En effet, notre intelligence humaine ne peut ni apercevoir ni contempler la nature de Dieu, mais ce que l’intelligence humaine peut contempler ne sont que les œuvres de la nature divine qui sont les reflets de Dieu . L’intelligence humaine ne peut voir Dieu sinon le comprendre à travers la contemplation de la beauté de ses œuvres. Car, la beauté de l’œuvre du premier principe nous amène à comprendre ce qu’il peut être. En soi, Dieu ne peut ni être compris de prime abord ni être vu dans sa nature, mais c’est à travers ses manifestations que nous le comprenons. Sa compréhension peut être représentée comme le soleil que nous e pouvons apercevoir qu’à travers ses rayons.
• Dieu est invisible
Origène affirme que Dieu est de nature invisible .Car il est écrit dans Colossien 1,15 « il est l’image du Dieu invisible… », et Jean dit : « Dieu personne ne l’a vu donc il est naturellement impossible de le voir » . Dieu est de nature invisible parce que personne ne l’a vu, si oui le logos. Pour Origène, Dieu et le logos sont connaissables et invisibles parce que voir et être vu sont propres aux corps mais connaître et être connu sont propres aux réalités intelligibles. Même si l’évangile emploie le verbe voir (bienheureux les pauvres de cœur car ils verront Dieu), voir Dieu avec le cœur veut dire le comprendre et le connaître par l’intelligence . Origène applique le mot cœur à l’intelligence, c’est-à-dire à la faculté intellectuelle .








I.2.2.La voie analogique
Origène emploie la voie analogique pour parler de Dieu .Ici, il le compare à une intelligence simple
• Dieu nature intellectuelle simple
On ne saurait représenter Dieu comme un corps ou comme s’il était dans un corps. Origène rapproche Dieu à une nature intellectuelle simple qui n’a besoin qu’aucune chose complémentaire. C’est pourquoi il qualifie Dieu de monade et henade . Et en tant que intelligence simple, il n’a pas « besoin de lieu corporel, de couleur, de forme, de grandeur sensible, de figures corporelles », bref il n’a besoin de rien qui « soit propre au corps ou à la matière pour agir » ou se mouvoir et exister.

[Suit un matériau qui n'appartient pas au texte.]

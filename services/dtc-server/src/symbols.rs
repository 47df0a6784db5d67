//! Symbol table
//!
//! Immutable mapping between symbol names and the numeric ids used on the
//! wire. Built once from configuration at startup.

use std::collections::BTreeMap;

use protocol::SymbolId;

use crate::config::SymbolConfig;

#[derive(Debug, Clone, Default)]
pub struct SymbolTable {
    by_id: BTreeMap<SymbolId, SymbolConfig>,
    by_name: BTreeMap<String, SymbolId>,
}

impl SymbolTable {
    /// Later duplicates are ignored; `ServerConfig::validate` rejects them.
    pub fn new(symbols: &[SymbolConfig]) -> Self {
        let mut table = Self::default();
        for symbol in symbols {
            if table.by_id.contains_key(&symbol.id) || table.by_name.contains_key(&symbol.symbol) {
                continue;
            }
            table.by_name.insert(symbol.symbol.clone(), symbol.id);
            table.by_id.insert(symbol.id, symbol.clone());
        }
        table
    }

    pub fn contains(&self, id: SymbolId) -> bool {
        self.by_id.contains_key(&id)
    }

    pub fn get(&self, id: SymbolId) -> Option<&SymbolConfig> {
        self.by_id.get(&id)
    }

    pub fn id_of(&self, name: &str) -> Option<SymbolId> {
        self.by_name.get(name).copied()
    }

    /// Resolve a request's symbol reference.
    ///
    /// A non-empty name wins over the numeric id. When both the request and
    /// the configured symbol name an exchange they must agree.
    pub fn resolve(&self, id: SymbolId, name: &str, exchange: &str) -> Option<SymbolId> {
        let id = if name.is_empty() {
            self.contains(id).then_some(id)?
        } else {
            self.id_of(name)?
        };

        let configured = &self.by_id.get(&id)?.exchange;
        if !exchange.is_empty() && !configured.is_empty() && configured != exchange {
            return None;
        }
        Some(id)
    }

    pub fn iter(&self) -> impl Iterator<Item = &SymbolConfig> {
        self.by_id.values()
    }

    pub fn len(&self) -> usize {
        self.by_id.len()
    }

    pub fn is_empty(&self) -> bool {
        self.by_id.is_empty()
    }
}

#[cfg(test)]
mod tests {
    use super::*;

    fn table() -> SymbolTable {
        let mut eth = SymbolConfig::new(2, "ETH-USD");
        eth.exchange = "coinbase".into();
        SymbolTable::new(&[SymbolConfig::new(1, "BTC-USD"), eth])
    }

    #[test]
    fn test_resolve_by_name() {
        let table = table();
        assert_eq!(
            table.resolve(SymbolId::UNSPECIFIED, "BTC-USD", ""),
            Some(SymbolId::new(1))
        );
        assert_eq!(table.resolve(SymbolId::UNSPECIFIED, "DOGE-USD", ""), None);
    }

    #[test]
    fn test_name_wins_over_id() {
        let table = table();
        assert_eq!(
            table.resolve(SymbolId::new(1), "ETH-USD", ""),
            Some(SymbolId::new(2))
        );
    }

    #[test]
    fn test_resolve_by_id() {
        let table = table();
        assert_eq!(table.resolve(SymbolId::new(2), "", ""), Some(SymbolId::new(2)));
        assert_eq!(table.resolve(SymbolId::new(9), "", ""), None);
        assert_eq!(table.resolve(SymbolId::UNSPECIFIED, "", ""), None);
    }

    #[test]
    fn test_exchange_must_match_when_both_present() {
        let table = table();
        assert!(table.resolve(SymbolId::UNSPECIFIED, "ETH-USD", "coinbase").is_some());
        assert!(table.resolve(SymbolId::UNSPECIFIED, "ETH-USD", "binance").is_none());
        assert!(table.resolve(SymbolId::UNSPECIFIED, "BTC-USD", "binance").is_some());
    }

    #[test]
    fn test_duplicates_ignored() {
        let table = SymbolTable::new(&[
            SymbolConfig::new(1, "BTC-USD"),
            SymbolConfig::new(1, "XRP-USD"),
        ]);
        assert_eq!(table.len(), 1);
        assert_eq!(table.id_of("XRP-USD"), None);
    }
}
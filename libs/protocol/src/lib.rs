//! Binary market-data protocol
//!
//! Wire format shared by the distribution server and its clients: a 4-byte
//! little-endian header followed by a fixed-layout body per message type.
//!
//! # Modules
//! - `ids`: Symbol identifiers
//! - `header`: Header layout and the message type catalog
//! - `messages`: Body structs for every catalog entry
//! - `codec`: Encode/decode and stream framing
//! - `errors`: Decode error taxonomy

pub mod codec;
pub mod errors;
pub mod header;
pub mod ids;
pub mod messages;

pub use codec::{decode, decode_with_limit, encode, encode_into, Frame, FrameDecoder, Message};
pub use errors::DecodeError;
pub use header::{
    MessageHeader, MessageType, DEFAULT_MAX_MESSAGE_SIZE, HEADER_SIZE, PROTOCOL_VERSION,
};
pub use ids::SymbolId;

/// Prelude module for convenient imports
pub mod prelude {
    pub use crate::codec::*;
    pub use crate::errors::*;
    pub use crate::header::*;
    pub use crate::ids::*;
    pub use crate::messages::*;
}
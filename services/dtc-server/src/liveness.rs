//! Liveness sweep
//!
//! The only owner of timeout-driven closes. Each sweep:
//! - closes authenticated sessions silent for more than twice the heartbeat
//!   interval
//! - closes sessions that have not logged on within the logon timeout
//! - queues a server heartbeat on authenticated sessions that are due one
//!
//! `sweep` takes the current instant so it can be driven with synthetic
//! clocks; `run` drives it from a timer every half heartbeat interval.

use std::sync::Arc;
use std::time::{Duration, Instant};

use protocol::messages::Heartbeat;
use protocol::Message;
use tokio::time::MissedTickBehavior;
use tokio_util::sync::CancellationToken;
use tracing::{debug, info};

use crate::backpressure::PushOutcome;
use crate::events::unix_nanos_now;
use crate::metrics::ServerMetrics;
use crate::registry::SessionRegistry;
use crate::session::{AuthState, CloseReason, SessionId};

#[derive(Debug, Clone, Default, PartialEq, Eq)]
pub struct SweepReport {
    pub heartbeats_sent: usize,
    pub heartbeat_timeouts: Vec<SessionId>,
    pub logon_timeouts: Vec<SessionId>,
}

pub struct LivenessSweep {
    registry: Arc<SessionRegistry>,
    metrics: Arc<ServerMetrics>,
    heartbeat_interval: Duration,
    logon_timeout: Duration,
}

impl LivenessSweep {
    pub fn new(
        registry: Arc<SessionRegistry>,
        metrics: Arc<ServerMetrics>,
        heartbeat_interval: Duration,
        logon_timeout: Duration,
    ) -> Self {
        Self {
            registry,
            metrics,
            heartbeat_interval,
            logon_timeout,
        }
    }

    /// Time between sweeps.
    pub fn period(&self) -> Duration {
        (self.heartbeat_interval / 2).max(Duration::from_millis(1))
    }

    pub fn sweep(&self, now: Instant) -> SweepReport {
        let mut report = SweepReport::default();
        let stale_after = self.heartbeat_interval.saturating_mul(2);

        for session in self.registry.sessions() {
            match session.auth_state() {
                AuthState::Authenticated => {
                    let silent = now.saturating_duration_since(session.last_heartbeat_received());
                    if silent > stale_after {
                        if self.registry.close(session.id(), CloseReason::HeartbeatTimeout) {
                            ServerMetrics::incr(&self.metrics.heartbeat_timeouts);
                            report.heartbeat_timeouts.push(session.id());
                        }
                        continue;
                    }

                    if session.take_heartbeat_due(now, self.heartbeat_interval) {
                        let heartbeat = Message::from(Heartbeat {
                            num_dropped_messages: session.messages_dropped(),
                            current_date_time: unix_nanos_now(),
                        });
                        let outcome = session.enqueue(&heartbeat);
                        if outcome != PushOutcome::Closed {
                            self.metrics
                                .record_enqueue(outcome == PushOutcome::DroppedOldest);
                            ServerMetrics::incr(&self.metrics.heartbeats_sent);
                            report.heartbeats_sent += 1;
                        }
                    }
                }
                AuthState::Unauthenticated => {
                    let waiting = now.saturating_duration_since(session.connected_at());
                    if waiting > self.logon_timeout
                        && self.registry.close(session.id(), CloseReason::LogonTimeout)
                    {
                        ServerMetrics::incr(&self.metrics.logon_timeouts);
                        report.logon_timeouts.push(session.id());
                    }
                }
                // Closed by the logon handler.
                AuthState::Rejected => {}
            }
        }

        report
    }

    /// Sweep every [`period`](Self::period) until cancelled.
    pub async fn run(self: Arc<Self>, cancel: CancellationToken) {
        let mut ticker = tokio::time::interval(self.period());
        ticker.set_missed_tick_behavior(MissedTickBehavior::Delay);
        info!(period_ms = self.period().as_millis() as u64, "Liveness sweep started");

        loop {
            tokio::select! {
                _ = cancel.cancelled() => break,
                _ = ticker.tick() => {
                    let report = self.sweep(Instant::now());
                    if !report.heartbeat_timeouts.is_empty() || !report.logon_timeouts.is_empty() {
                        debug!(
                            heartbeat_timeouts = report.heartbeat_timeouts.len(),
                            logon_timeouts = report.logon_timeouts.len(),
                            "Sweep closed sessions"
                        );
                    }
                }
            }
        }

        debug!("Liveness sweep stopped");
    }
}

#[cfg(test)]
mod tests {
    use super::*;
    use crate::session::Session;
    use protocol::{decode, SymbolId};

    struct Fixture {
        registry: Arc<SessionRegistry>,
        sweep: LivenessSweep,
        start: Instant,
    }

    fn fixture() -> Fixture {
        let registry = Arc::new(SessionRegistry::new(8));
        let sweep = LivenessSweep::new(
            Arc::clone(&registry),
            Arc::new(ServerMetrics::new()),
            Duration::from_secs(30),
            Duration::from_secs(60),
        );
        Fixture {
            registry,
            sweep,
            start: Instant::now(),
        }
    }

    impl Fixture {
        fn admit(&self, authenticated: bool) -> Arc<Session> {
            self.registry
                .insert_with(|id| {
                    Session::new(id, "127.0.0.1:1".parse().unwrap(), self.start, authenticated, 8)
                })
                .unwrap()
        }

        fn at(&self, secs: u64) -> Instant {
            self.start + Duration::from_secs(secs)
        }
    }

    #[test]
    fn test_period_is_half_interval() {
        assert_eq!(fixture().sweep.period(), Duration::from_secs(15));
    }

    #[test]
    fn test_heartbeat_timeout_closes_stale_session() {
        let f = fixture();
        let stale = f.admit(true);
        let fresh = f.admit(true);
        stale.subscribe(SymbolId::new(1));
        fresh.record_heartbeat_received(f.at(50));

        let report = f.sweep.sweep(f.at(61));

        assert_eq!(report.heartbeat_timeouts, vec![stale.id()]);
        assert_eq!(stale.close_reason(), Some(CloseReason::HeartbeatTimeout));
        assert!(f.registry.subscribers(SymbolId::new(1)).is_empty());
        assert!(f.registry.contains(fresh.id()));
    }

    #[test]
    fn test_exactly_twice_interval_is_not_stale() {
        let f = fixture();
        let session = f.admit(true);

        let report = f.sweep.sweep(f.at(60));
        assert!(report.heartbeat_timeouts.is_empty());
        assert!(!session.is_closed());
    }

    #[test]
    fn test_heartbeat_sent_when_due() {
        let f = fixture();
        let session = f.admit(true);
        session.record_heartbeat_received(f.at(29));

        assert_eq!(f.sweep.sweep(f.at(29)).heartbeats_sent, 0);
        assert_eq!(f.sweep.sweep(f.at(30)).heartbeats_sent, 1);
        assert_eq!(f.sweep.sweep(f.at(45)).heartbeats_sent, 0);

        let frames = session.outbound().drain();
        assert_eq!(frames.len(), 1);
        assert!(matches!(decode(&frames[0]).unwrap(), Message::Heartbeat(_)));
    }

    #[test]
    fn test_heartbeat_reports_dropped_messages() {
        let f = fixture();
        let session = f.admit(true);
        session.record_heartbeat_received(f.at(30));
        for i in 0..10u8 {
            session.enqueue_frame(bytes::Bytes::from(vec![i]));
        }

        f.sweep.sweep(f.at(30));

        let frames = session.outbound().drain();
        let Message::Heartbeat(heartbeat) = decode(frames.last().unwrap()).unwrap() else {
            panic!("expected heartbeat last");
        };
        assert_eq!(heartbeat.num_dropped_messages, 2);
    }

    #[test]
    fn test_logon_timeout() {
        let f = fixture();
        let pending = f.admit(false);

        assert!(f.sweep.sweep(f.at(60)).logon_timeouts.is_empty());
        let report = f.sweep.sweep(f.at(61));

        assert_eq!(report.logon_timeouts, vec![pending.id()]);
        assert_eq!(pending.close_reason(), Some(CloseReason::LogonTimeout));
        assert!(f.registry.is_empty());
    }

    #[test]
    fn test_huge_interval_does_not_overflow() {
        let f = fixture();
        let sweep = LivenessSweep::new(
            Arc::clone(&f.registry),
            Arc::new(ServerMetrics::new()),
            Duration::MAX,
            Duration::from_secs(60),
        );
        let session = f.admit(true);

        let report = sweep.sweep(f.at(3_600));
        assert!(report.heartbeat_timeouts.is_empty());
        assert_eq!(report.heartbeats_sent, 0);
        assert!(!session.is_closed());
    }

    #[test]
    fn test_late_logon_is_not_stale() {
        let f = fixture();
        let session = f.admit(false);
        assert!(f.registry.authenticate(session.id(), "alice", f.at(55)));

        let report = f.sweep.sweep(f.at(61));
        assert!(report.heartbeat_timeouts.is_empty());
        assert!(report.logon_timeouts.is_empty());
        assert_eq!(report.heartbeats_sent, 0);
        assert!(!session.is_closed());

        // Silence is measured from the logon.
        assert_eq!(f.sweep.sweep(f.at(85)).heartbeats_sent, 1);
        assert_eq!(f.sweep.sweep(f.at(116)).heartbeat_timeouts, vec![session.id()]);
    }

    #[test]
    fn test_unauthenticated_sessions_get_no_heartbeats() {
        let f = fixture();
        let pending = f.admit(false);
        assert_eq!(f.sweep.sweep(f.at(45)).heartbeats_sent, 0);
        assert!(pending.outbound().is_empty());
    }

    #[tokio::test]
    async fn test_run_stops_on_cancel() {
        let f = fixture();
        let cancel = CancellationToken::new();
        let handle = tokio::spawn(Arc::new(f.sweep).run(cancel.clone()));

        cancel.cancel();
        tokio::time::timeout(Duration::from_secs(1), handle)
            .await
            .unwrap()
            .unwrap();
    }
}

Dieu est un, simple et complet, il est constitué d’un seul principe qui est « l’espèce unique de la divinité » ; Dieu n’est pas composé comme les êtres humains il est le principe de tout, la source de toute intelligence.
Dieu est une intelligence supérieure à l’intelligence humaine, parce que l’intelligence humaine est influencée par plusieurs contraintes qui la rendent composée. Or, Dieu est Un et simple alors que l’intelligence humaine a besoin de stimulateur pour croître. Dieu est la grandeur suprême et en tant que nature intelligible, il peut seulement se faire comprendre par une intelligence purifiée et séparée de la matière.
En tant que principe premier, invisible et incognicible, Dieu se fait proche des créatures à travers deux manifestations : le christ qui est la sagesse de divine et l’esprit saint qui est l’être substantiel du Père qui révèle aux hommes la connaissance.
I .2 .3 .Les manifestations de Dieu à travers la dérivation des êtres qui émanent de lui
• Le christ
Qui m’a vu a vu le père nous dit le christ, le fils de Dieu. Le Christ est l’image de Dieu le Père, il a pris la condition humaine pour que nous voyons (comprenions) le Père par lui. Tous ceux qui ont connus le Christ, lui donne plusieurs noms selon leurs opinions.
• Les noms multiples du christ
Il est la sagesse du père : proverbes 8,22 « Le Seigneur m’a créée comme principe de ses voies dans son œuvre (…) au début avant de faire la terre (…) il m’a engendré ».
Il est le premier né : Colossien 1,15-17 « Il est le premier né de toute créature… ».
IL est la parole, la vérité et la vie.
Comme « sagesse divine », le christ est le fils de Dieu, né de la volonté du Père, il est le principe des voies du Père. En tant que sagesse, il contient les principes, les raisons et les espèces d la création « Avant de faire quoique ce soit avant les siècles, il l’a établi et engendré avant a création » (proverbe 8,22.) , d’où le nom de premier né.
Comme « parole », il est l’interprète des secrets de l’intelligence, c’est une parole créatrice et puissance que les philosophes appellent le logos. Il est la parole qui ouvre à tous les êtres les secrets, les mystères et les raisons divins .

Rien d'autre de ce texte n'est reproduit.